Assim como os sonhos, a ideia de tempo é tema recorrente nas investigações e construções teóricas da psicanálise. Muito tem sido escrito sobre o que o tempo significa para a psicanálise, muito menos sobre o que significa a experiência de tempo vivido no setting psicanalítico. Entendo que a psicanálise é, sobretudo, uma experiência emocional, vivida no campo transferencial-contratransfencial. Nesse artigo pretendo explorar a experiência emocional do tempo, a partir do relato de um sonho em uma sessão recente com um paciente que está em seu terceiro ano de análise.

 

1

A sessão

– Na noite passada eu tive um sonho. Agora, eu não tenho certeza se foi realmente na noite passada. Bem, isso não importa. Eu estava em uma casa, na casa dos meus avós, na qual eu vivi quando tinha cinco ou seis anos de idade. Era uma casa pequena e eu me vi no jardim com minhas duas irmãs mais novas. Mas, o estranho é que eu estava como estou agora, com 29 anos de idade e minhas irmãs também estavam com a idade que têm agora. A casa não pertence mais à minha família e não me lembro de ter voltado a essa casa depois dos meus sete ou oito anos.

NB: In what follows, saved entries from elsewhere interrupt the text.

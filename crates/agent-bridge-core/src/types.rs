//! Domain model shared by the bridge layers.

use std::time::{SystemTime, UNIX_EPOCH};

use serde::{Deserialize, Serialize};

/// A remote agent as projected by the bridge.
///
/// The remote server owns the agent; this is a cached view and is never
/// assumed fresh across a process restart.
#[derive(Debug, Clone, PartialEq, Eq, Serialize, Deserialize)]
pub struct Agent {
    /// Server-assigned identifier, immutable once created.
    pub id: String,
    /// Human-readable agent name.
    pub name: String,
    /// Memory blocks in server order.
    #[serde(default)]
    pub blocks: Vec<MemoryBlock>,
}

impl Agent {
    /// Find a block by label.
    #[must_use]
    pub fn block(&self, label: &str) -> Option<&MemoryBlock> {
        self.blocks.iter().find(|b| b.label == label)
    }
}

/// A named, size-bounded text field attached to an agent.
#[derive(Debug, Clone, PartialEq, Eq, Serialize, Deserialize)]
pub struct MemoryBlock {
    /// Label, unique within an agent (e.g. `persona`, `human`).
    pub label: String,
    /// Block contents. Opaque text.
    pub value: String,
    /// Server-declared character limit, if known.
    #[serde(default, skip_serializing_if = "Option::is_none")]
    pub limit: Option<usize>,
}

impl MemoryBlock {
    /// Create a block with no declared limit.
    #[must_use]
    pub fn new(label: impl Into<String>, value: impl Into<String>) -> Self {
        Self {
            label: label.into(),
            value: value.into(),
            limit: None,
        }
    }

    /// Set the declared character limit.
    #[must_use]
    pub const fn with_limit(mut self, limit: usize) -> Self {
        self.limit = Some(limit);
        self
    }

    /// Length of the value in characters, the unit limits are expressed in.
    #[must_use]
    pub fn char_len(&self) -> usize {
        self.value.chars().count()
    }
}

/// One entry of an agent's archival memory.
#[derive(Debug, Clone, PartialEq, Eq, Serialize, Deserialize)]
pub struct ArchivalPassage {
    #[serde(default)]
    pub id: Option<String>,
    pub text: String,
}

/// Binding between a frontend conversation and a remote agent.
#[derive(Debug, Clone, PartialEq, Eq, Serialize, Deserialize)]
pub struct Session {
    /// Key derived from the conversation identity.
    pub session_key: String,
    /// Bound agent.
    pub agent_id: String,
    /// Creation timestamp (Unix epoch milliseconds).
    pub created_at: i64,
    /// Last command timestamp (Unix epoch milliseconds).
    pub last_active_at: i64,
}

impl Session {
    /// Create a binding stamped with the current time.
    #[must_use]
    pub fn new(session_key: impl Into<String>, agent_id: impl Into<String>) -> Self {
        let now = now_millis();
        Self {
            session_key: session_key.into(),
            agent_id: agent_id.into(),
            created_at: now,
            last_active_at: now,
        }
    }

    /// Milliseconds since the last command, saturating at zero.
    #[must_use]
    pub fn idle_millis(&self, now: i64) -> u64 {
        u64::try_from(now.saturating_sub(self.last_active_at)).unwrap_or(0)
    }
}

/// Message author role.
#[derive(Debug, Clone, Copy, PartialEq, Eq, Serialize, Deserialize)]
#[serde(rename_all = "snake_case")]
pub enum Role {
    User,
    Assistant,
    System,
    Tool,
}

/// A conversational message. Transient; history lives on the remote agent.
#[derive(Debug, Clone, PartialEq, Eq, Serialize, Deserialize)]
pub struct Message {
    pub role: Role,
    pub content: String,
    /// Unix epoch milliseconds.
    pub timestamp: i64,
}

impl Message {
    /// Create a user message stamped now.
    #[must_use]
    pub fn user(content: impl Into<String>) -> Self {
        Self {
            role: Role::User,
            content: content.into(),
            timestamp: now_millis(),
        }
    }
}

/// Current time as Unix epoch milliseconds.
#[must_use]
pub fn now_millis() -> i64 {
    SystemTime::now()
        .duration_since(UNIX_EPOCH)
        .map(|d| i64::try_from(d.as_millis()).unwrap_or(i64::MAX))
        .unwrap_or(0)
}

– Você reconhece algum sentimento ligado a essa cena? [Eu fiz esta pergunta e, ao mesmo tempo, tentei imaginar a casa do sonho. Por alguma razão, figurei a imagem de uma casa em que morei quando tinha cinco ou seis anos de idade. Assim, fui transportado para um lugar muito familiar e reconfortante de minha infância.]

– Algo como a nostalgia de uma época em que eu tinha a sensação de estar em uma casa que conhecia bem. A sensação de estar seguro e protegido. É estranho, mas depois de tantos anos não me lembro de ter vivido depois em uma casa em que tivesse esse tipo de sentimento de segurança e de proteção.

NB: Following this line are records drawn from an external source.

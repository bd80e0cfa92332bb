//! Binding storage implementations.

#[cfg(feature = "memory")]
pub mod memory;

#[cfg(feature = "memory")]
pub use memory::MemoryBindingStore;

– Você estava pensando em comprar uma casa, não é? [Agora eu comecei a imaginar a minha própria casa, onde moro atualmente. Percebo que com essa intervenção corri o risco de interromper sua linha associativa e seu mergulho no passado. Algo conservador me tomou e pensei que estava usando meus próprios parâmetros para estabelecer o que a sua imagem e sua memória poderiam significar. Ou, mais ainda, eu estava colocando meus próprios desejos para sua vida em vez de apenas ouvi-lo. Penso que devo ter mais cuidado com o que digo. Devo manter só para mim a informação que é produzida em minha mente. Talvez eu devesse ouvir um pouco mais. Sim, isso é o que vou fazer.]

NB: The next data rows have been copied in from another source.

//! Retry with exponential backoff for transient failures.
//!
//! Only errors whose kind is `Transient` are retried. Everything else
//! surfaces on the first attempt with its kind intact.

use std::{future::Future, time::Duration};

use agent_bridge_core::{BridgeError, config::RetryConfig};
use rand::Rng;

/// Backoff schedule derived from `RetryConfig`.
#[derive(Debug, Clone)]
pub struct RetryPolicy {
    max_attempts: u32,
    base_delay: Duration,
    max_delay: Duration,
    jitter: f64,
}

impl RetryPolicy {
    /// Total attempts, at least one.
    #[must_use]
    pub const fn max_attempts(&self) -> u32 {
        self.max_attempts
    }

    /// Delay before retrying after the given attempt (1-indexed).
    ///
    /// `base * 2^(attempt-1)`, capped at `max_delay`, then spread by
    /// `±jitter` so concurrent callers do not retry in lockstep.
    #[must_use]
    pub fn delay_for_attempt(&self, attempt: u32) -> Duration {
        let exp = attempt.saturating_sub(1).min(16);
        let capped = self
            .base_delay
            .saturating_mul(1u32 << exp)
            .min(self.max_delay);

        if self.jitter <= 0.0 || capped.is_zero() {
            return capped;
        }
        let factor = rand::thread_rng().gen_range(-self.jitter..=self.jitter);
        capped.mul_f64((1.0 + factor).max(0.0))
    }
}

impl From<&RetryConfig> for RetryPolicy {
    fn from(config: &RetryConfig) -> Self {
        Self {
            max_attempts: config.max_attempts.max(1),
            base_delay: Duration::from_millis(config.base_delay_ms),
            max_delay: Duration::from_millis(config.max_delay_ms.max(config.base_delay_ms)),
            jitter: config.jitter.clamp(0.0, 1.0),
        }
    }
}

impl Default for RetryPolicy {
    fn default() -> Self {
        Self::from(&RetryConfig::default())
    }
}

/// Run `operation` until it succeeds, fails non-transiently, or the attempt
/// budget is spent. The closure receives the 1-indexed attempt number.
///
/// # Errors
/// Returns the first non-retryable error, or the last transient error
/// annotated with the number of attempts made.
pub async fn with_retry<T, F, Fut>(
    policy: &RetryPolicy,
    operation: &str,
    mut attempt_fn: F,
) -> Result<T, BridgeError>
where
    F: FnMut(u32) -> Fut,
    Fut: Future<Output = Result<T, BridgeError>>,
{
    let mut attempt = 1;
    loop {
        match attempt_fn(attempt).await {
            Ok(value) => {
                if attempt > 1 {
                    tracing::info!(operation, attempt, "Request succeeded after retry");
                }
                return Ok(value);
            }
            Err(err) if err.is_retryable() && attempt < policy.max_attempts => {
                let delay = policy.delay_for_attempt(attempt);
                tracing::warn!(
                    operation,
                    attempt,
                    max_attempts = policy.max_attempts,
                    ?delay,
                    error = %err,
                    "Transient failure, retrying"
                );
                tokio::time::sleep(delay).await;
                attempt += 1;
            }
            Err(err) => return Err(err.after_attempts(attempt)),
        }
    }
}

– Sim. Mas eu não tenho certeza se essa é uma boa ideia. Sabe, minha mãe está sempre me dizendo que eu deveria usar melhor o meu dinheiro, talvez comprar uma casa e me estabelecer. Eu ainda não tenho certeza se conquistei as coisas que quero e tenho medo de perder minha juventude antes de encontrar as coisas que são realmente importantes para mim. Eu sou bom no que faço, mas estou sempre olhando para frente para ver se o que faço é a melhor coisa que posso fazer. Meu pai parecia saber muito bem o que queria da vida. Para ele, o conhecimento e sua carreira acadêmica sempre ocuparam o primeiro lugar, ele nunca se importou com dinheiro e status. Lembro-me de perguntar ao meu pai, quando eu tinha uns dez anos, por que nós tínhamos um carro tão velho enquanto todos os pais dos meus amigos tinham carros novos e acima de tudo, carros caros e viviam em grandes casas, com piscina. Ele nunca me deu uma resposta direta. Mas eu senti que, com o seu silêncio, ele estava tentando me dizer alguma coisa sobre o modo como escolheu viver a sua vida e fazer as suas escolhas.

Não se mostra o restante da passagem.